- Born: February 13, 1939 New York, New York, U.S.
- Died: May 16, 2019 (aged 80) Washington, DC, U.S.
- Occupation: Photographer
- Known for: Environmental river photography

= Bruce McNeil =

American photographer (1939–2019)

Bruce McNeil (February 19, 1939 – May 16, 2019) was an American environmental fine arts photographer predominantly known for photographic work which has documented the Washington, DC area waterways. For over two decades his environmental photography has especially focused on documenting the Anacostia River. The Washington Examiner and The Washington Post have dubbed him as “DC River Man” and “Washington’s River Man.” He was the organizer of the Anacostia River School of Photography, "a ragtag group of a half-dozen photographers who either live or work in the neighborhood and are devoted to shooting the river and its environs." McNeill died on May 16, 2019, at the age of 80.

== Work ==
Mc Neil was a former photographer, lightening and dark room technician, and fabricator of the installations at the McCord Museum in the William Notman Photographic Archives, and assistant to the designer and photographer for the MacDonald Steward Foundation. His work has been exhibited at the Smithsonian Anacostia Community Museum, Sandy Spring Museum, Reginald F. Lewis Museum of Maryland African-American History & Culture, George Washington University Museum, Parish Gallery, Hill Center Galleries at the Old Naval Hospital, and the Anacostia Art Center.

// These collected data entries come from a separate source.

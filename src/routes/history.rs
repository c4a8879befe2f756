use axum::{Json, extract::State, http::StatusCode};

use crate::{
    db,
    error::{AppError, Result},
    models::{PlaylistView, SearchHistoryRequest},
    state::AppState,
};

/// POST /api/search-history
///
/// Moves the channel to the front of the history and trims it to the
/// configured size.
pub async fn add_to_history(
    State(state): State<AppState>,
    Json(req): Json<SearchHistoryRequest>,
) -> Result<Json<PlaylistView>> {
    let channel_id = req
        .channel_id
        .ok_or_else(|| AppError::BadRequest("Channel ID is required".into()))?;
    if db::channel_by_id(&state.db, channel_id).await?.is_none() {
        return Err(AppError::NotFound);
    }

    let mut tx = state.db.begin().await?;
    sqlx::query("DELETE FROM search_history WHERE channel_id=?")
        .bind(channel_id)
        .execute(&mut *tx)
        .await?;
    sqlx::query("INSERT INTO search_history (channel_id) VALUES (?)")
        .bind(channel_id)
        .execute(&mut *tx)
        .await?;
    sqlx::query(
        "DELETE FROM search_history WHERE id NOT IN \
         (SELECT id FROM search_history ORDER BY id DESC LIMIT ?)",
    )
    .bind(state.config.max_search_history)
    .execute(&mut *tx)
    .await?;
    tx.commit().await?;

    get_history(State(state)).await
}

/// GET /api/search-history
pub async fn get_history(State(state): State<AppState>) -> Result<Json<PlaylistView>> {
    let channels = db::history_channels(&state.db, state.config.max_search_history).await?;
    Ok(Json(PlaylistView::search_history(channels)))
}

/// DELETE /api/search-history
pub async fn clear_history(State(state): State<AppState>) -> Result<StatusCode> {
    sqlx::query("DELETE FROM search_history")
        .execute(&state.db)
        .await?;
    Ok(StatusCode::NO_CONTENT)
}

#[cfg(test)]
mod tests {
    use axum::http::StatusCode;
    use serde_json::{Value, json};

    use crate::{db, routes::testing};

    #[tokio::test]
    async fn most_recent_first_without_duplicates() {
        let (server, _state) = testing::synced_server().await;
        for id in [1, 2, 1] {
            server
                .post("/api/search-history")
                .json(&json!({ "channel_id": id }))
                .await
                .assert_status_ok();
        }

        let history: Value = server.get("/api/search-history").await.json();
        assert_eq!(history["id"], "search-history");
        let ids: Vec<i64> = history["channels"]
            .as_array()
            .unwrap()
            .iter()
            .map(|c| c["id"].as_i64().unwrap())
            .collect();
        assert_eq!(ids, vec![1, 2]);

        let playlists: Value = server.get("/api/playlists").await.json();
        assert_eq!(playlists[0]["name"], "🕒 Search History");
    }

    #[tokio::test]
    async fn history_is_capped() {
        let (server, state) = testing::synced_server().await;
        let mut ids = Vec::new();
        for n in 0..15 {
            ids.push(db::insert_channel(&state.db, &format!("Extra {n:02}"), None, true).await);
        }
        for id in &ids {
            server
                .post("/api/search-history")
                .json(&json!({ "channel_id": id }))
                .await;
        }

        let history: Value = server.get("/api/search-history").await.json();
        let channels = history["channels"].as_array().unwrap();
        assert_eq!(channels.len(), 12);
        assert_eq!(channels[0]["id"], *ids.last().unwrap());

        let (rows,): (i64,) = sqlx::query_as("SELECT COUNT(*) FROM search_history")
            .fetch_one(&state.db)
            .await
            .unwrap();
        assert_eq!(rows, 12);
    }

    #[tokio::test]
    async fn missing_channel_id_is_rejected() {
        let (server, _state) = testing::synced_server().await;
        server
            .post("/api/search-history")
            .json(&json!({}))
            .await
            .assert_status(StatusCode::BAD_REQUEST);
        server
            .post("/api/search-history")
            .json(&json!({ "channel_id": 404 }))
            .await
            .assert_status(StatusCode::NOT_FOUND);
    }

    #[tokio::test]
    async fn clear_empties_history_and_hides_pseudo_playlist() {
        let (server, _state) = testing::synced_server().await;
        server
            .post("/api/search-history")
            .json(&json!({ "channel_id": 1 }))
            .await;
        server
            .delete("/api/search-history")
            .await
            .assert_status(StatusCode::NO_CONTENT);

        let playlists: Value = server.get("/api/playlists").await.json();
        assert!(playlists.as_array().unwrap().is_empty());
    }
}
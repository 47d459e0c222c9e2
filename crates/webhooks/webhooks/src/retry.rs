//! Retry strategy and scheduling for webhook delivery.

use std::time::Duration;

use async_trait::async_trait;

/// Trait for retry strategies.
pub trait RetryStrategy: Send + Sync {
    /// Returns the delay before the next attempt, or None if the attempt
    /// budget is spent.
    fn next_delay(&self, attempt: u32) -> Option<Duration>;

    /// Returns the maximum number of attempts.
    fn max_attempts(&self) -> u32;
}

/// Exponential backoff retry strategy.
///
/// Delay doubles per attempt: base * 2^(attempt - 1), capped at
/// `max_delay`.
#[derive(Debug, Clone)]
pub struct ExponentialBackoff {
    /// Base delay.
    pub base: Duration,
    /// Maximum delay cap.
    pub max_delay: Duration,
    /// Maximum number of attempts.
    pub max_attempts: u32,
}

impl ExponentialBackoff {
    /// Creates the default strategy: 3 attempts, 1s base, 60s cap.
    pub fn new() -> Self {
        Self {
            base: Duration::from_secs(1),
            max_delay: Duration::from_secs(60),
            max_attempts: 3,
        }
    }

    /// Sets the base delay.
    pub fn base(mut self, base: Duration) -> Self {
        self.base = base;
        self
    }

    /// Sets the maximum delay.
    pub fn max_delay(mut self, max: Duration) -> Self {
        self.max_delay = max;
        self
    }

    /// Sets the maximum attempts.
    pub fn max_attempts(mut self, max: u32) -> Self {
        self.max_attempts = max;
        self
    }
}

impl Default for ExponentialBackoff {
    fn default() -> Self {
        Self::new()
    }
}

impl RetryStrategy for ExponentialBackoff {
    fn next_delay(&self, attempt: u32) -> Option<Duration> {
        if attempt == 0 || attempt >= self.max_attempts {
            return None;
        }

        let multiplier = 2_u32.saturating_pow(attempt.saturating_sub(1));
        let delay = self.base.saturating_mul(multiplier);
        Some(std::cmp::min(delay, self.max_delay))
    }

    fn max_attempts(&self) -> u32 {
        self.max_attempts
    }
}

/// Scheduling seam for backoff waits, injectable so tests run instantly.
#[async_trait]
pub trait Scheduler: Send + Sync {
    /// Waits for the given delay.
    async fn sleep(&self, delay: Duration);
}

/// Production scheduler backed by the tokio timer. The wait is dropped
/// with its task on shutdown, so backoff never pins a stopping process.
pub struct TokioScheduler;

#[async_trait]
impl Scheduler for TokioScheduler {
    async fn sleep(&self, delay: Duration) {
        tokio::time::sleep(delay).await;
    }
}

/// Scheduler that returns immediately. For tests.
pub struct NoopScheduler;

#[async_trait]
impl Scheduler for NoopScheduler {
    async fn sleep(&self, _delay: Duration) {}
}

#[cfg(test)]
mod tests {
    use super::*;

    #[test]
    fn test_backoff_doubles_per_attempt() {
        let strategy = ExponentialBackoff::new()
            .base(Duration::from_secs(1))
            .max_attempts(4);

        assert_eq!(strategy.next_delay(1), Some(Duration::from_secs(1)));
        assert_eq!(strategy.next_delay(2), Some(Duration::from_secs(2)));
        assert_eq!(strategy.next_delay(3), Some(Duration::from_secs(4)));
        assert_eq!(strategy.next_delay(4), None);
    }

    #[test]
    fn test_backoff_respects_cap() {
        let strategy = ExponentialBackoff::new()
            .base(Duration::from_secs(30))
            .max_delay(Duration::from_secs(45))
            .max_attempts(3);

        assert_eq!(strategy.next_delay(1), Some(Duration::from_secs(30)));
        assert_eq!(strategy.next_delay(2), Some(Duration::from_secs(45)));
    }

    #[test]
    fn test_default_budget_is_three_attempts() {
        let strategy = ExponentialBackoff::new();
        assert_eq!(strategy.max_attempts, 3);
        assert!(strategy.next_delay(1).is_some());
        assert!(strategy.next_delay(2).is_some());
        assert_eq!(strategy.next_delay(3), None);
    }

    #[test]
    fn test_attempt_zero_has_no_delay() {
        assert_eq!(ExponentialBackoff::new().next_delay(0), None);
    }
}
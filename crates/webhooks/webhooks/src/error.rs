//! Webhook error types.

use thiserror::Error;

/// Result type for webhook operations.
pub type WebhookResult<T> = Result<T, WebhookError>;

/// Error type for webhook operations.
///
/// None of these ever cross the dispatcher boundary: `fire_webhooks` logs
/// and swallows every failure, and encodes delivery outcomes into the
/// persisted [`DeliveryAttempt`](crate::DeliveryAttempt) audit trail.
#[derive(Debug, Error)]
pub enum WebhookError {
    /// Destination failed SSRF validation.
    #[error("Destination blocked: {0}")]
    ValidationBlocked(String),

    /// Transient network-level failure (connect error, timeout, TLS).
    #[error("Network error: {0}")]
    Network(String),

    /// Destination returned a 5xx status.
    #[error("Destination returned server error {0}")]
    Server(u16),

    /// Destination actively rejected the request (non-5xx error status).
    #[error("Destination rejected delivery with status {0}")]
    ClientRejection(u16),

    /// Subscription load or delivery-record write failed.
    #[error("Store error: {0}")]
    Store(String),

    /// Invalid payload.
    #[error("Invalid payload: {0}")]
    InvalidPayload(String),
}

impl From<serde_json::Error> for WebhookError {
    fn from(err: serde_json::Error) -> Self {
        WebhookError::InvalidPayload(err.to_string())
    }
}
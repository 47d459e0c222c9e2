//! Webhook subscription model.
//!
//! Subscriptions are owned by the collaborator store; this component only
//! reads them. Creation and revocation live in the settings layer.

use std::collections::HashSet;

use serde::{Deserialize, Serialize};

/// A tenant's registration of a third-party endpoint for domain events.
#[derive(Debug, Clone, Serialize, Deserialize)]
pub struct WebhookSubscription {
    /// Unique identifier.
    pub id: String,
    /// Target URL.
    pub destination_url: String,
    /// Shared secret for signing payloads.
    pub secret: String,
    /// Event types this subscription receives.
    pub subscribed_event_types: HashSet<String>,
    /// Whether this subscription is enabled.
    pub enabled: bool,
}

impl WebhookSubscription {
    /// Creates a new enabled subscription with no event types.
    pub fn new(destination_url: impl Into<String>, secret: impl Into<String>) -> Self {
        Self {
            id: uuid::Uuid::new_v4().to_string(),
            destination_url: destination_url.into(),
            secret: secret.into(),
            subscribed_event_types: HashSet::new(),
            enabled: true,
        }
    }

    /// Subscribes to the given event types.
    pub fn events(mut self, events: impl IntoIterator<Item = impl Into<String>>) -> Self {
        self.subscribed_event_types = events.into_iter().map(|e| e.into()).collect();
        self
    }

    /// Disables the subscription.
    pub fn disabled(mut self) -> Self {
        self.enabled = false;
        self
    }

    /// Checks whether this subscription should receive an event.
    pub fn should_receive(&self, event_type: &str) -> bool {
        self.enabled && self.subscribed_event_types.contains(event_type)
    }
}
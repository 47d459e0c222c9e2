//! Destination validation and SSRF protection.
//!
//! A destination URL is only handed to the HTTP transport after every
//! address it can reach has been classified as public. Validation never
//! returns an error: anything that cannot be proven safe degrades to
//! [`ValidationResult::Blocked`].

use std::io;
use std::net::IpAddr;

use async_trait::async_trait;
use url::{Host, Url};

use crate::net;

/// Hostnames rejected before any DNS lookup, matched case-insensitively.
pub const HOST_BLOCKLIST: &[&str] = &[
    "localhost",
    "0.0.0.0",
    "metadata.google.internal",
    "metadata.goog",
];

/// Outcome of destination validation. In-memory only, never persisted.
#[derive(Debug, Clone, PartialEq, Eq)]
pub enum ValidationResult {
    /// Every reachable address is public. Carries the resolved set so a
    /// transport may pin the connection to a validated address.
    Allowed {
        /// Addresses the hostname resolved to (or the literal IP itself).
        resolved: Vec<IpAddr>,
    },
    /// The destination must not be contacted.
    Blocked {
        /// Human-readable reason, surfaced in diagnostics only.
        reason: String,
    },
}

impl ValidationResult {
    fn blocked(reason: impl Into<String>) -> Self {
        ValidationResult::Blocked {
            reason: reason.into(),
        }
    }

    /// Returns true if the destination was blocked.
    pub fn is_blocked(&self) -> bool {
        matches!(self, ValidationResult::Blocked { .. })
    }
}

/// DNS resolution seam, injectable for deterministic tests.
#[async_trait]
pub trait Resolver: Send + Sync {
    /// Resolves a hostname to all of its A/AAAA addresses.
    async fn resolve(&self, host: &str) -> io::Result<Vec<IpAddr>>;
}

/// Production resolver backed by the system resolver via tokio.
pub struct TokioResolver;

#[async_trait]
impl Resolver for TokioResolver {
    async fn resolve(&self, host: &str) -> io::Result<Vec<IpAddr>> {
        let addrs = tokio::net::lookup_host((host, 0)).await?;
        Ok(addrs.map(|addr| addr.ip()).collect())
    }
}

/// Validates a webhook destination URL.
///
/// Checks, in order:
/// 1. URL parses and the scheme is http or https
/// 2. hostname is not on [`HOST_BLOCKLIST`]
/// 3. a literal IP host is classified directly, no DNS
/// 4. otherwise the hostname resolves to at least one address
/// 5. every resolved address is public
///
/// A single disallowed address blocks the whole destination: DNS answers
/// are attacker-influenced, and a multi-answer response must not be able
/// to smuggle one private address past validation.
pub async fn validate_destination(url: &str, resolver: &dyn Resolver) -> ValidationResult {
    let parsed = match Url::parse(url) {
        Ok(parsed) => parsed,
        Err(e) => return ValidationResult::blocked(format!("invalid URL: {e}")),
    };

    match parsed.scheme() {
        "http" | "https" => {}
        scheme => {
            return ValidationResult::blocked(format!("unsupported URL scheme: {scheme}"));
        }
    }

    match parsed.host() {
        None => ValidationResult::blocked("URL has no host"),
        Some(Host::Ipv4(v4)) => {
            if net::is_disallowed_ipv4(v4) {
                ValidationResult::blocked(format!("address {v4} is private or reserved"))
            } else {
                ValidationResult::Allowed {
                    resolved: vec![IpAddr::V4(v4)],
                }
            }
        }
        Some(Host::Ipv6(v6)) => {
            if net::is_disallowed_ipv6(v6) {
                ValidationResult::blocked(format!("address {v6} is private or reserved"))
            } else {
                ValidationResult::Allowed {
                    resolved: vec![IpAddr::V6(v6)],
                }
            }
        }
        Some(Host::Domain(domain)) => {
            let lower = domain.to_ascii_lowercase();
            if HOST_BLOCKLIST.contains(&lower.as_str()) {
                return ValidationResult::blocked(format!("host {lower} is blocklisted"));
            }

            let resolved = match resolver.resolve(&lower).await {
                Ok(addrs) => addrs,
                Err(e) => {
                    return ValidationResult::blocked(format!("DNS resolution failed: {e}"));
                }
            };
            if resolved.is_empty() {
                return ValidationResult::blocked("DNS resolution returned no addresses");
            }

            if let Some(bad) = resolved.iter().find(|ip| net::is_disallowed_ip(**ip)) {
                return ValidationResult::blocked(format!(
                    "host {lower} resolves to private or reserved address {bad}"
                ));
            }

            ValidationResult::Allowed { resolved }
        }
    }
}
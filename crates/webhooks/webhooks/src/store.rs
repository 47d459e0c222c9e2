//! Collaborator store seam: subscription reads and audit writes.

use std::collections::HashMap;

use async_trait::async_trait;
use tokio::sync::RwLock;

use crate::delivery::DeliveryAttempt;
use crate::error::WebhookResult;
use crate::subscription::WebhookSubscription;

/// Trait for the relational store backing webhook delivery.
///
/// The store is the only shared resource in this subsystem. Both
/// operations may fail; the dispatcher tolerates either failure without
/// propagating it.
#[async_trait]
pub trait WebhookStore: Send + Sync {
    /// Lists enabled subscriptions for a tenant that include the given
    /// event type.
    async fn list_enabled_subscriptions(
        &self,
        org_id: &str,
        event_type: &str,
    ) -> WebhookResult<Vec<WebhookSubscription>>;

    /// Persists one audit row for a finished delivery pipeline.
    async fn record_delivery_attempt(&self, attempt: &DeliveryAttempt) -> WebhookResult<()>;
}

/// In-memory webhook store for testing.
pub struct InMemoryWebhookStore {
    subscriptions: RwLock<HashMap<String, Vec<WebhookSubscription>>>,
    attempts: RwLock<Vec<DeliveryAttempt>>,
}

impl InMemoryWebhookStore {
    /// Creates an empty store.
    pub fn new() -> Self {
        Self {
            subscriptions: RwLock::new(HashMap::new()),
            attempts: RwLock::new(Vec::new()),
        }
    }

    /// Registers a subscription under a tenant.
    pub async fn add_subscription(&self, org_id: &str, subscription: WebhookSubscription) {
        let mut subscriptions = self.subscriptions.write().await;
        subscriptions
            .entry(org_id.to_string())
            .or_default()
            .push(subscription);
    }

    /// Returns every recorded delivery attempt, in write order.
    pub async fn recorded_attempts(&self) -> Vec<DeliveryAttempt> {
        let attempts = self.attempts.read().await;
        attempts.clone()
    }

    /// Returns recorded attempts for one subscription.
    pub async fn attempts_for(&self, webhook_id: &str) -> Vec<DeliveryAttempt> {
        let attempts = self.attempts.read().await;
        attempts
            .iter()
            .filter(|a| a.webhook_id == webhook_id)
            .cloned()
            .collect()
    }
}

impl Default for InMemoryWebhookStore {
    fn default() -> Self {
        Self::new()
    }
}

#[async_trait]
impl WebhookStore for InMemoryWebhookStore {
    async fn list_enabled_subscriptions(
        &self,
        org_id: &str,
        event_type: &str,
    ) -> WebhookResult<Vec<WebhookSubscription>> {
        let subscriptions = self.subscriptions.read().await;
        Ok(subscriptions
            .get(org_id)
            .map(|subs| {
                subs.iter()
                    .filter(|s| s.should_receive(event_type))
                    .cloned()
                    .collect()
            })
            .unwrap_or_default())
    }

    async fn record_delivery_attempt(&self, attempt: &DeliveryAttempt) -> WebhookResult<()> {
        let mut attempts = self.attempts.write().await;
        attempts.push(attempt.clone());
        Ok(())
    }
}
//! Private-network classification for SSRF protection.
//!
//! Pure predicates over IPv4/IPv6 addresses. Everything here is
//! fail-closed: input that cannot be parsed is treated as disallowed.

use std::net::{IpAddr, Ipv4Addr, Ipv6Addr};

/// Checks whether an IPv4 address falls inside a disallowed range.
///
/// Disallowed ranges:
/// - `10.0.0.0/8`, `172.16.0.0/12`, `192.168.0.0/16` (RFC 1918)
/// - `127.0.0.0/8` (loopback)
/// - `169.254.0.0/16` (link-local, cloud metadata endpoints)
/// - `100.64.0.0/10` (carrier-grade NAT)
/// - `0.0.0.0/8` (unspecified)
pub fn is_disallowed_ipv4(addr: Ipv4Addr) -> bool {
    let [a, b, _, _] = addr.octets();
    a == 10
        || (a == 172 && (16..=31).contains(&b))
        || (a == 192 && b == 168)
        || a == 127
        || (a == 169 && b == 254)
        || (a == 100 && (64..=127).contains(&b))
        || a == 0
}

/// Fail-closed string form of [`is_disallowed_ipv4`].
///
/// Input that is not exactly four dot-separated decimal octets in 0-255
/// is disallowed.
pub fn is_disallowed_ipv4_str(input: &str) -> bool {
    let mut octets = [0u8; 4];
    let mut parts = input.split('.');

    for slot in octets.iter_mut() {
        let part = match parts.next() {
            Some(p) => p,
            None => return true,
        };
        if part.is_empty() || part.len() > 3 || !part.bytes().all(|b| b.is_ascii_digit()) {
            return true;
        }
        match part.parse::<u8>() {
            Ok(value) => *slot = value,
            Err(_) => return true,
        }
    }

    if parts.next().is_some() {
        return true;
    }

    is_disallowed_ipv4(Ipv4Addr::from(octets))
}

/// Checks whether an IPv6 address falls inside a disallowed range.
///
/// Disallowed: loopback (`::1`), the unspecified address (`::`), unique
/// local (`fc00::/7`) and link-local (`fe80::/10`). IPv4-mapped addresses
/// are unwrapped and checked against the IPv4 rules.
pub fn is_disallowed_ipv6(addr: Ipv6Addr) -> bool {
    if let Some(mapped) = addr.to_ipv4_mapped() {
        return is_disallowed_ipv4(mapped);
    }

    let first = addr.segments()[0];
    addr.is_loopback()
        || addr.is_unspecified()
        || (first & 0xfe00) == 0xfc00
        || (first & 0xffc0) == 0xfe80
}

/// Fail-closed string form of [`is_disallowed_ipv6`].
pub fn is_disallowed_ipv6_str(input: &str) -> bool {
    match input.parse::<Ipv6Addr>() {
        Ok(addr) => is_disallowed_ipv6(addr),
        Err(_) => true,
    }
}

/// Checks either address family.
pub fn is_disallowed_ip(addr: IpAddr) -> bool {
    match addr {
        IpAddr::V4(v4) => is_disallowed_ipv4(v4),
        IpAddr::V6(v6) => is_disallowed_ipv6(v6),
    }
}
//! Shared test doubles for webhook dispatcher integration tests.
//!
//! Every collaborator of the dispatcher is replaced here: DNS, the HTTP
//! transport, the backoff scheduler, the clock, and the store. No test in
//! this suite touches the network or sleeps.

#![allow(dead_code)]

use std::collections::{HashMap, VecDeque};
use std::io;
use std::net::IpAddr;
use std::sync::atomic::{AtomicU32, Ordering};
use std::sync::{Arc, Mutex};
use std::time::Duration;

use async_trait::async_trait;
use chrono::{DateTime, Utc};

use nexus_webhooks::{
    DeliveryAttempt, DispatcherConfig, FixedClock, HttpTransport, InMemoryWebhookStore,
    NoopScheduler, Resolver, Scheduler, TransportError, WebhookDispatcher, WebhookError,
    WebhookResult, WebhookStore, WebhookSubscription,
};

pub const ORG_1: &str = "org_1";
pub const SECRET_1: &str = "whsec_test_secret_key_12345";

/// The instant every test clock is pinned to.
pub fn test_instant() -> DateTime<Utc> {
    "2026-08-30T12:00:00Z".parse().unwrap()
}

// ---------------------------------------------------------------------------
// MockResolver
// ---------------------------------------------------------------------------

/// Resolver answering from a fixed table. Unknown hosts fail resolution.
pub struct MockResolver {
    hosts: HashMap<String, Vec<IpAddr>>,
}

impl MockResolver {
    pub fn new() -> Self {
        Self {
            hosts: HashMap::new(),
        }
    }

    pub fn with_host(mut self, host: &str, ips: &[&str]) -> Self {
        let addrs = ips.iter().map(|ip| ip.parse().unwrap()).collect();
        self.hosts.insert(host.to_string(), addrs);
        self
    }
}

#[async_trait]
impl Resolver for MockResolver {
    async fn resolve(&self, host: &str) -> io::Result<Vec<IpAddr>> {
        self.hosts
            .get(host)
            .cloned()
            .ok_or_else(|| io::Error::new(io::ErrorKind::NotFound, "no such host"))
    }
}

// ---------------------------------------------------------------------------
// MockTransport
// ---------------------------------------------------------------------------

/// One captured outbound request.
#[derive(Debug, Clone)]
pub struct SentRequest {
    pub url: String,
    pub body: Vec<u8>,
    pub signature: String,
}

/// Transport replaying a scripted sequence of results, then a fallback.
/// Captures every request for inspection.
pub struct MockTransport {
    script: Mutex<VecDeque<Result<u16, TransportError>>>,
    fallback: Result<u16, TransportError>,
    requests: Mutex<Vec<SentRequest>>,
}

impl MockTransport {
    /// Always responds with the given status.
    pub fn always(status: u16) -> Self {
        Self {
            script: Mutex::new(VecDeque::new()),
            fallback: Ok(status),
            requests: Mutex::new(Vec::new()),
        }
    }

    /// Always fails at the network level.
    pub fn network_error() -> Self {
        Self {
            script: Mutex::new(VecDeque::new()),
            fallback: Err(TransportError("connection refused".to_string())),
            requests: Mutex::new(Vec::new()),
        }
    }

    /// Replays the given results in order, then responds 200.
    pub fn sequence(results: Vec<Result<u16, TransportError>>) -> Self {
        Self {
            script: Mutex::new(results.into()),
            fallback: Ok(200),
            requests: Mutex::new(Vec::new()),
        }
    }

    pub fn request_count(&self) -> usize {
        self.requests.lock().unwrap().len()
    }

    pub fn requests(&self) -> Vec<SentRequest> {
        self.requests.lock().unwrap().clone()
    }
}

#[async_trait]
impl HttpTransport for MockTransport {
    async fn post_json(
        &self,
        url: &str,
        body: &[u8],
        signature: &str,
    ) -> Result<u16, TransportError> {
        self.requests.lock().unwrap().push(SentRequest {
            url: url.to_string(),
            body: body.to_vec(),
            signature: signature.to_string(),
        });

        let scripted = self.script.lock().unwrap().pop_front();
        scripted.unwrap_or_else(|| self.fallback.clone())
    }
}

// ---------------------------------------------------------------------------
// RecordingScheduler
// ---------------------------------------------------------------------------

/// Scheduler that records requested delays and returns immediately.
pub struct RecordingScheduler {
    delays: Mutex<Vec<Duration>>,
}

impl RecordingScheduler {
    pub fn new() -> Self {
        Self {
            delays: Mutex::new(Vec::new()),
        }
    }

    pub fn delays(&self) -> Vec<Duration> {
        self.delays.lock().unwrap().clone()
    }
}

#[async_trait]
impl Scheduler for RecordingScheduler {
    async fn sleep(&self, delay: Duration) {
        self.delays.lock().unwrap().push(delay);
    }
}

// ---------------------------------------------------------------------------
// Failing stores
// ---------------------------------------------------------------------------

/// Store whose subscription query always fails.
pub struct FailingListStore;

#[async_trait]
impl WebhookStore for FailingListStore {
    async fn list_enabled_subscriptions(
        &self,
        _org_id: &str,
        _event_type: &str,
    ) -> WebhookResult<Vec<WebhookSubscription>> {
        Err(WebhookError::Store("connection pool exhausted".to_string()))
    }

    async fn record_delivery_attempt(&self, _attempt: &DeliveryAttempt) -> WebhookResult<()> {
        Ok(())
    }
}

/// Store that serves subscriptions but fails every audit write, counting
/// the write attempts it rejected.
pub struct FailingRecordStore {
    inner: InMemoryWebhookStore,
    rejected_writes: AtomicU32,
}

impl FailingRecordStore {
    pub fn new() -> Self {
        Self {
            inner: InMemoryWebhookStore::new(),
            rejected_writes: AtomicU32::new(0),
        }
    }

    pub async fn add_subscription(&self, org_id: &str, subscription: WebhookSubscription) {
        self.inner.add_subscription(org_id, subscription).await;
    }

    pub fn rejected_writes(&self) -> u32 {
        self.rejected_writes.load(Ordering::SeqCst)
    }
}

#[async_trait]
impl WebhookStore for FailingRecordStore {
    async fn list_enabled_subscriptions(
        &self,
        org_id: &str,
        event_type: &str,
    ) -> WebhookResult<Vec<WebhookSubscription>> {
        self.inner.list_enabled_subscriptions(org_id, event_type).await
    }

    async fn record_delivery_attempt(&self, _attempt: &DeliveryAttempt) -> WebhookResult<()> {
        self.rejected_writes.fetch_add(1, Ordering::SeqCst);
        Err(WebhookError::Store("disk full".to_string()))
    }
}

// ---------------------------------------------------------------------------
// Dispatcher assembly
// ---------------------------------------------------------------------------

/// Builds a dispatcher with instant backoff and a pinned clock.
pub fn test_dispatcher(
    store: Arc<dyn WebhookStore>,
    resolver: Arc<MockResolver>,
    transport: Arc<MockTransport>,
) -> WebhookDispatcher {
    WebhookDispatcher::with_collaborators(
        DispatcherConfig::default(),
        store,
        resolver,
        transport,
        Arc::new(NoopScheduler),
        Arc::new(FixedClock(test_instant())),
    )
}

/// A public-resolving subscription to `hooks.example.com`.
pub fn public_subscription() -> WebhookSubscription {
    WebhookSubscription::new("https://hooks.example.com/hook", SECRET_1).events(["card.created"])
}

/// A resolver that knows `hooks.example.com` as a public address.
pub fn public_resolver() -> MockResolver {
    MockResolver::new().with_host("hooks.example.com", &["93.184.216.34"])
}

McNeil is the recipient of the East of the River Distinguished Artist Award in 2016, and his work is in the permanent collection of the city of Washington, DC.

== Press ==

In discussing McNeil's photos at the city's Honfleur Gallery in 2012, a Washington Post writer noted that "McNeil’s work centers around the growth of the neighborhood through manipulating images of the Anacostia River." In reviewing the same exhibition, the Post's art critic added that "Bruce McNeil’s “A River Divide — A Tale of Two Cities,” for example, is an impressionistic photograph of light on the Anacostia."